Your issue is that sets aren't really unordered. They obey to an implementation defined order that you cannot rely on or predict (and which is different between 2 executions of the python interpreter), but it's there ('order' of unordered Python sets).

In that case, it seems to be the natural alphabetical order but not necessarily:

Python 3.4.3 (v3.4.3:9b73f1c3e601, Feb 24 2015, 22:44:40) [MSC v.1600 64 bit (AMD64)] on win32
Type "help", "copyright", "credits" or "license" for more information.
>>> set("ABCDEFG")
{'A', 'E', 'F', 'G', 'C', 'B', 'D'}
>>> set("ABCDEFG")
{'A', 'E', 'F', 'G', 'C', 'B', 'D'}

Same order for 2 different sets, not alphabetical.

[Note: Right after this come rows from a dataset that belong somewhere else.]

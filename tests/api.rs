mod common;

use common::{TestServer, Users};
use redline::config::{ServerConfig, StalePolicy};
use serde_json::json;

#[tokio::test]
async fn test_health() {
    let server = TestServer::start().await;
    let body = reqwest::get(format!("{}/health", server.base_url))
        .await
        .expect("health")
        .text()
        .await
        .expect("body");
    assert_eq!(body, "OK");
}

#[tokio::test]
async fn test_requires_token() {
    let server = TestServer::start().await;
    let client = reqwest::Client::new();

    let resp = client
        .get(format!("{}/api/v1/projects", server.base_url))
        .send()
        .await
        .expect("send");
    assert_eq!(resp.status().as_u16(), 401);
    assert!(resp.headers().contains_key("www-authenticate"));

    let resp = client
        .get(format!("{}/api/v1/projects", server.base_url))
        .bearer_auth("redline_00000000_000000000000000000000000")
        .send()
        .await
        .expect("send");
    assert_eq!(resp.status().as_u16(), 401);
}

#[tokio::test]
async fn test_review_workflow_over_http() {
    let server = TestServer::start().await;
    let project = server.project("A\nB").await;
    let content_path = format!("/projects/{project}/content");

    let (status, body) = server
        .post(Users::OSCAR, &content_path, json!({"content": "hacked"}))
        .await;
    assert_eq!(status, 403);
    assert!(body["data"].is_null());
    assert!(body["error"].as_str().unwrap().contains("access denied"));

    let (status, body) = server
        .post(Users::MIA, &content_path, json!({"content": "A\nC"}))
        .await;
    assert_eq!(status, 200, "{body}");
    assert_eq!(body["data"]["staged"], true);
    assert_eq!(body["data"]["committed"], false);
    assert_eq!(body["data"]["message"], "Changes staged for approval");
    let change_id = body["data"]["changeId"].as_str().unwrap().to_string();

    let (_, body) = server.get(Users::SAM, &format!("/projects/{project}")).await;
    assert_eq!(body["data"]["content"], "A\nB");
    assert_eq!(body["data"]["hasPendingChanges"], true);
    let before = body["data"]["version"].as_u64().unwrap();

    let (status, body) = server
        .get(Users::MIA, &format!("/projects/{project}/staged-changes"))
        .await;
    assert_eq!(status, 403, "{body}");

    let (status, body) = server
        .get(Users::ADA, &format!("/projects/{project}/staged-changes"))
        .await;
    assert_eq!(status, 200);
    let pending = body["data"].as_array().unwrap();
    assert_eq!(pending.len(), 1);
    assert_eq!(pending[0]["proposerId"], Users::MIA);
    assert_eq!(pending[0]["status"], "pending");

    let review_path = format!("/staged-changes/{change_id}");
    let (status, body) = server
        .put(Users::ADA, &review_path, json!({"approve": true, "feedback": "ok"}))
        .await;
    assert_eq!(status, 200, "{body}");
    assert_eq!(body["data"]["message"], "Changes approved and applied");
    assert_eq!(body["data"]["change"]["status"], "approved");
    assert_eq!(body["data"]["change"]["feedback"], "ok");

    let (_, body) = server.get(Users::MIA, &format!("/projects/{project}")).await;
    assert_eq!(body["data"]["content"], "A\nC");
    assert_eq!(body["data"]["version"].as_u64().unwrap(), before + 1);

    let (_, body) = server
        .get(Users::MIA, &format!("/projects/{project}/history"))
        .await;
    let head = &body["data"][0];
    assert_eq!(head["kind"], "merge");
    assert_eq!(head["changeId"], change_id.as_str());

    let (status, _) = server
        .put(Users::ADA, &review_path, json!({"approve": false}))
        .await;
    assert_eq!(status, 409);

    let (status, body) = server.get(Users::MIA, &review_path).await;
    assert_eq!(status, 200);
    assert_eq!(body["data"]["reviewerId"], Users::ADA);
}

#[tokio::test]
async fn test_owner_commits_directly() {
    let server = TestServer::start().await;
    let project = server.project("one").await;

    let (status, body) = server
        .post(
            Users::SAM,
            &format!("/projects/{project}/content"),
            json!({"content": "one two three"}),
        )
        .await;
    assert_eq!(status, 200, "{body}");
    assert_eq!(body["data"]["committed"], true);
    assert_eq!(body["data"]["message"], "Content updated directly");
    assert_eq!(body["data"]["version"], 2);

    let (_, body) = server
        .get(Users::SAM, &format!("/projects/{project}/edit-history"))
        .await;
    let edits = body["data"].as_array().unwrap();
    assert_eq!(edits.len(), 1);
    assert_eq!(edits[0]["kind"], "commit");
    assert_eq!(edits[0]["changes"]["wordsAdded"], 2);
    assert_eq!(edits[0]["changes"]["wordsRemoved"], 0);
    assert_eq!(edits[0]["changes"]["newLength"], 13);
}

#[tokio::test]
async fn test_content_is_required() {
    let server = TestServer::start().await;
    let project = server.project("").await;

    let (status, body) = server
        .post(Users::MIA, &format!("/projects/{project}/content"), json!({}))
        .await;
    assert_eq!(status, 400, "{body}");
}

#[tokio::test]
async fn test_unknown_resources() {
    let server = TestServer::start().await;

    let (status, _) = server.get(Users::SAM, "/projects/nope").await;
    assert_eq!(status, 404);

    let (status, _) = server
        .put(Users::SAM, "/staged-changes/nope", json!({"approve": true}))
        .await;
    assert_eq!(status, 404);

    let (status, body) = server.get(Users::SAM, "/projects/nope/history").await;
    assert_eq!(status, 200);
    assert_eq!(body["data"], json!([]));
}

#[tokio::test]
async fn test_project_creation_and_listing() {
    let server = TestServer::start().await;

    let (status, _) = server
        .post(
            Users::MIA,
            "/projects",
            json!({"name": "Mine", "description": "mine"}),
        )
        .await;
    assert_eq!(status, 403);

    let (status, _) = server
        .post(Users::SAM, "/projects", json!({"name": "", "description": "x"}))
        .await;
    assert_eq!(status, 400);

    let project = server.project("hello").await;

    let (_, body) = server.get(Users::MIA, "/projects").await;
    let listed = body["data"].as_array().unwrap();
    assert_eq!(listed.len(), 1);
    assert_eq!(listed[0]["id"], project.as_str());

    let (_, body) = server.get(Users::OSCAR, "/projects").await;
    assert_eq!(body["data"], json!([]));

    let (_, body) = server.get(Users::MIA, &format!("/projects/{project}")).await;
    assert_eq!(body["data"]["canEdit"], false);
    assert_eq!(body["data"]["version"], 1);
    assert_eq!(body["data"]["members"], json!([Users::SAM, Users::MIA]));

    let (status, _) = server
        .post(
            Users::MIA,
            &format!("/projects/{project}/members"),
            json!({"userId": Users::OSCAR}),
        )
        .await;
    assert_eq!(status, 403);
}

#[tokio::test]
async fn test_history_limits() {
    let server = TestServer::start().await;
    let project = server.project("").await;

    for n in 0..40 {
        let (status, _) = server
            .post(
                Users::SAM,
                &format!("/projects/{project}/content"),
                json!({"content": format!("rev {n}")}),
            )
            .await;
        assert_eq!(status, 200);
    }

    let (_, body) = server
        .get(Users::SAM, &format!("/projects/{project}/edit-history"))
        .await;
    assert_eq!(body["data"].as_array().unwrap().len(), 30);

    let (_, body) = server
        .get(Users::SAM, &format!("/projects/{project}/history"))
        .await;
    assert_eq!(body["data"].as_array().unwrap().len(), 42);

    let (_, body) = server
        .get(Users::SAM, &format!("/projects/{project}/history?limit=5"))
        .await;
    let entries = body["data"].as_array().unwrap();
    assert_eq!(entries.len(), 5);
    assert_eq!(entries[0]["message"], "Sam updated the content directly");
}

#[tokio::test]
async fn test_stale_approval_conflicts_when_configured() {
    let server = TestServer::start_with(ServerConfig {
        stale_policy: StalePolicy::Conflict,
        ..ServerConfig::default()
    })
    .await;
    let project = server.project("base").await;
    let content_path = format!("/projects/{project}/content");

    let (_, body) = server
        .post(Users::MIA, &content_path, json!({"content": "proposal"}))
        .await;
    let change_id = body["data"]["changeId"].as_str().unwrap().to_string();

    server
        .post(Users::SAM, &content_path, json!({"content": "moved on"}))
        .await;

    let (status, _) = server
        .put(
            Users::SAM,
            &format!("/staged-changes/{change_id}"),
            json!({"approve": true}),
        )
        .await;
    assert_eq!(status, 409);
}

#[tokio::test]
async fn test_admin_outside_project_is_denied_content() {
    let server = TestServer::start().await;
    let project = server.project("A\nB").await;

    let (status, _) = server
        .post(
            Users::ADA,
            &format!("/projects/{project}/content"),
            json!({"content": "hijacked"}),
        )
        .await;
    assert_eq!(status, 403);

    let (status, _) = server.get(Users::ADA, &format!("/projects/{project}")).await;
    assert_eq!(status, 403);

    let (status, _) = server
        .get(Users::ADA, &format!("/projects/{project}/history"))
        .await;
    assert_eq!(status, 403);

    let (_, body) = server.get(Users::SAM, &format!("/projects/{project}")).await;
    assert_eq!(body["data"]["content"], "A\nB");
}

Now let's run it again:

Python 3.4.3 (v3.4.3:9b73f1c3e601, Feb 24 2015, 22:44:40) [MSC v.1600 64 bit (AM    D64)] on win32
Type "help", "copyright", "credits" or "license" for more information.
>>> set("ABCDEFG")
{'C', 'G', 'D', 'B', 'E', 'A', 'F'}
>>>

different order (related to hash seed & python security features)

So, within the same instance of the interpreter, it sorts the different character kinds the same, which creates a "pattern".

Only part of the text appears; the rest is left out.